Dr. Ramm's "Facts of Life Seminar" not only
increases happiness but also uses happiness to
motivate positive behavior. Mandated for the 800
juvenile offenders on probation in Westmoreland
County, Pennsylvania, the program has already
produced robust results.
Click here to
learn more about Dr. Ramm and his
valuable contributions to helping
build a happier world.
Martin E. P.
Seligman
http://www.authentichappiness.sas.upenn.edu/seligman.aspx
Dr. Martin Seligman, past president of the
American Psychological Association and recently ranked the 31st
most influential psychologist of all time is doing
more to build a happier world than any other happiness
researcher. In addition to having raised over $30 million dollars
for the happiness-directed Positive Psychology field he created in
1998, Dr. Seligman is currently training hundreds of
happiness coaches that are destined to become a potent force
in bringing practical implementations of happiness increase
psychology to consumers throughout our world. While his theory of
happiness is in some ways seriously flawed, his happiness
increase applications are founded on empirical research, and are
therefore invaluable to the field. Happiness research is
meaningless without vehicles for its practical implementation, and
Dr. Seligman is the psychologist most directly increasing what he refers to as the "total tonnage of
happiness in the world."
Mihaly
Csikszentmihalyi
Dr. Csikszentmihalyi
is referred to by Dr. Seligman as the "brains" behind the new
Positive Psychology movement that has as its goal the promotion of
happiness-increase.
Robert Emmons
Dr. Emmons, who has published
at least eighteen papers on happiness, has empirically demonstrated the
power of gratitude in increasing happiness.
Ron Inglehart
http://polisci.lsa.umich.edu/faculty/ringlehart.html
Dr. Inglehart is
director of the University of Michigan based World Values Surveys, the most authoritative
happiness polling organization in the world. His organization's
latest 1999-2001 report (released in April, 2004) reveals that the
happiest countries in the world are Nigeria, Mexico, Venezuela, El
Salvador, and Puerto Rico.
Bruce Headey
http://melbourneinstitute.com/people/bheadey/
Bruce Heady has been
researching happiness for decades and is co-author of the
influential Understanding Happiness published in 1992.

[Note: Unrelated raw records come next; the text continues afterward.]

use std::collections::{BTreeMap, BTreeSet};

#[cfg(feature = "serde")]
use serde::{Deserialize, Serialize};
use thiserror::Error;

use crate::{Instance, Node, NodeId, NodeKind};

/// Rejected template mutation or well-formedness violation.
///
/// These are the only programmer-error conditions in the engine: they are
/// reported immediately at the authoring boundary and can never reach
/// evaluation.
#[derive(Debug, Error, PartialEq, Eq)]
pub enum TemplateError {
    #[error("node {0} is not in this template")]
    UnknownNode(NodeId),
    #[error("a template has exactly one root node")]
    RootIsFixed,
    #[error("the root cannot be the child of another node")]
    RootAsChild,
    #[error("node {parent} cannot take another child")]
    ChildLimit { parent: NodeId },
    #[error("node {child} already has a parent; subtrees are not shared")]
    AlreadyParented { child: NodeId },
    #[error("connecting {child} under {parent} would close a cycle")]
    WouldCycle { parent: NodeId, child: NodeId },
    #[error("node {parent} is not connected to {child}")]
    NotConnected { parent: NodeId, child: NodeId },
    #[error("child {child} of node {parent} points outside the template")]
    DanglingChild { parent: NodeId, child: NodeId },
}

/// The authored node graph: an arena of nodes plus the single root.
///
/// Templates are shared and read-only at runtime; agents evaluate their own
/// [`Instance`] produced by [`Template::instantiate`]. All structural
/// mutation goes through [`add_node`](Template::add_node) /
/// [`remove_node`](Template::remove_node) / [`connect`](Template::connect) /
/// [`disconnect`](Template::disconnect), which preserve the single-root,
/// single-parent, no-cycle invariants after every call. Nodes may sit
/// detached while a tree is being authored; whatever is reachable from the
/// root is reachable exactly once.
#[derive(Debug, Clone)]
#[cfg_attr(feature = "serde", derive(Serialize, Deserialize))]
pub struct Template {
    pub name: String,
    nodes: BTreeMap<NodeId, Node>,
    root: NodeId,
    next_id: u64,
}

impl Template {
    /// Create an empty template. The root node is created with it and lives
    /// for as long as the template does.
    pub fn new(name: impl Into<String>) -> Self {
        let mut template = Self {
            name: name.into(),
            nodes: BTreeMap::new(),
            root: NodeId::new(0),
            next_id: 0,
        };
        template.root = template.alloc(NodeKind::Root);
        template
    }

    fn alloc(&mut self, kind: NodeKind) -> NodeId {
        let id = NodeId::new(self.next_id);
        self.next_id += 1;
        self.nodes.insert(id, Node::new(id, kind));
        id
    }

    pub fn root(&self) -> NodeId {
        self.root
    }

    pub fn node(&self, id: NodeId) -> Option<&Node> {
        self.nodes.get(&id)
    }

    /// Mutable node access for editing names and parameters. Structure
    /// (edges, identity, state) stays behind the template's own operations.
    pub fn node_mut(&mut self, id: NodeId) -> Option<&mut Node> {
        self.nodes.get_mut(&id)
    }

    pub fn nodes(&self) -> impl Iterator<Item = &Node> {
        self.nodes.values()
    }

    pub fn len(&self) -> usize {
        self.nodes.len()
    }

    pub fn is_empty(&self) -> bool {
        self.nodes.is_empty()
    }

    /// Add a detached node of the given kind, returning its new id.
    /// Adding a second root is rejected.
    pub fn add_node(&mut self, kind: NodeKind) -> Result<NodeId, TemplateError> {
        if matches!(kind, NodeKind::Root) {
            return Err(TemplateError::RootIsFixed);
        }
        Ok(self.alloc(kind))
    }

    /// Remove a node, detaching it from its parent. The removed node's
    /// children stay in the template as detached subtrees. The root cannot
    /// be removed.
    pub fn remove_node(&mut self, id: NodeId) -> Result<(), TemplateError> {
        if id == self.root {
            return Err(TemplateError::RootIsFixed);
        }
        if !self.nodes.contains_key(&id) {
            return Err(TemplateError::UnknownNode(id));
        }
        if let Some(parent) = self.parent_of(id) {
            if let Some(node) = self.nodes.get_mut(&parent) {
                node.children.retain(|&c| c != id);
            }
        }
        self.nodes.remove(&id);
        Ok(())
    }

    /// Make `child` the last child of `parent`.
    ///
    /// Rejects unknown ids, arity overflow, the root as a child, a child
    /// that already has a parent (no shared subtrees), and any edge that
    /// would close a cycle.
    pub fn connect(&mut self, parent: NodeId, child: NodeId) -> Result<(), TemplateError> {
        if !self.nodes.contains_key(&parent) {
            return Err(TemplateError::UnknownNode(parent));
        }
        if !self.nodes.contains_key(&child) {
            return Err(TemplateError::UnknownNode(child));
        }
        if child == self.root {
            return Err(TemplateError::RootAsChild);
        }
        let slots = &self.nodes[&parent];
        if slots.children.len() >= slots.kind.max_children() {
            return Err(TemplateError::ChildLimit { parent });
        }
        if self.parent_of(child).is_some() {
            return Err(TemplateError::AlreadyParented { child });
        }
        if parent == child || self.subtree_contains(child, parent) {
            return Err(TemplateError::WouldCycle { parent, child });
        }
        if let Some(node) = self.nodes.get_mut(&parent) {
            node.children.push(child);
        }
        Ok(())
    }

    /// Remove the `parent` -> `child` edge. Both nodes stay in the template.
    pub fn disconnect(&mut self, parent: NodeId, child: NodeId) -> Result<(), TemplateError> {
        if !self.nodes.contains_key(&child) {
            return Err(TemplateError::UnknownNode(child));
        }
        let Some(node) = self.nodes.get_mut(&parent) else {
            return Err(TemplateError::UnknownNode(parent));
        };
        let before = node.children.len();
        node.children.retain(|&c| c != child);
        if node.children.len() == before {
            return Err(TemplateError::NotConnected { parent, child });
        }
        Ok(())
    }

    /// Find the node owning `id` as a child, if any.
    pub fn parent_of(&self, id: NodeId) -> Option<NodeId> {
        self.nodes
            .values()
            .find(|node| node.children.contains(&id))
            .map(Node::id)
    }

    fn subtree_contains(&self, from: NodeId, target: NodeId) -> bool {
        let mut stack = vec![from];
        let mut seen = BTreeSet::new();
        while let Some(id) = stack.pop() {
            if id == target {
                return true;
            }
            if !seen.insert(id) {
                continue;
            }
            if let Some(node) = self.nodes.get(&id) {
                stack.extend(node.children.iter().copied());
            }
        }
        false
    }

    /// Check full well-formedness: the single root exists, every edge
    /// resolves, arity holds, no node has two parents, and no cycle exists.
    ///
    /// Mutations through this API cannot break these invariants; `validate`
    /// is for templates that arrive through deserialization or had a node's
    /// variant swapped through [`Node::kind_mut`].
    pub fn validate(&self) -> Result<(), TemplateError> {
        let root = self
            .nodes
            .get(&self.root)
            .ok_or(TemplateError::UnknownNode(self.root))?;
        if !matches!(root.kind, NodeKind::Root) {
            return Err(TemplateError::RootIsFixed);
        }

        let mut parent_seen: BTreeMap<NodeId, NodeId> = BTreeMap::new();
        for node in self.nodes.values() {
            if node.id() != self.root && matches!(node.kind, NodeKind::Root) {
                return Err(TemplateError::RootIsFixed);
            }
            if node.children.len() > node.kind.max_children() {
                return Err(TemplateError::ChildLimit { parent: node.id() });
            }
            for &child in &node.children {
                if !self.nodes.contains_key(&child) {
                    return Err(TemplateError::DanglingChild {
                        parent: node.id(),
                        child,
                    });
                }
                if child == self.root {
                    return Err(TemplateError::RootAsChild);
                }
                if parent_seen.insert(child, node.id()).is_some() {
                    return Err(TemplateError::AlreadyParented { child });
                }
            }
        }

        // With at most one parent per node, any cycle is a loop of nodes
        // none of which is the root; walking parent edges from each node
        // either terminates or revisits the start.
        for start in self.nodes.keys().copied() {
            let mut current = start;
            let mut hops = 0usize;
            while let Some(&parent) = parent_seen.get(&current) {
                if parent == start || hops > self.nodes.len() {
                    return Err(TemplateError::WouldCycle {
                        parent: current,
                        child: start,
                    });
                }
                current = parent;
                hops += 1;
            }
        }
        Ok(())
    }

    /// Deep-copy this template into a fresh running instance: same node
    /// identities, every state reset to inactive, overall state `Running`.
    pub fn instantiate(&self) -> Instance {
        Instance::new(self)
    }
}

This work unfortunately advanced the now dated view that long
term increases in happiness are not possible because of the
limiting effects of adaptation level. Last year (2003), I
presented him with a research proposal designed to further
refute the mistaken predictions of adaptation theory, and he
expressed to me his sincere interest and appreciation.
I
essentially asked him to consider that since the average level
of happiness here in the USA is about 70 percent, the average
level for prisoners incarcerated for over ten years may range
between 60 and 70 percent, or lower, while the average level for
long-term incarcerated parolees free for over ten years may
range between 70 and 80 percent, or higher. If there turns out
to be a substantial enough average difference between prisoners
who have been incarcerated for over ten years, and similarly
incarcerated parolees who have been free for over ten
years, that finding would demonstrate that long-term happiness
is not static as adaptation level theory predicts. To my
delight, Dr. Headey wrote back to say that my proposal seemed
like a terrific idea.
David Lyyken
David Lykken is a
researcher who in 1996
published results leading many people to mistakenly conclude that
because one's happiness level is at least 50 percent genetically
dependant, attempting to become happier was a futile pursuit. Dr. Lykken
(his name means happiness in his native Norway) was dismayed
with the misinterpretation of his results, and in 1999 he
published a book titled Happiness that presents
principles and techniques for becoming happier.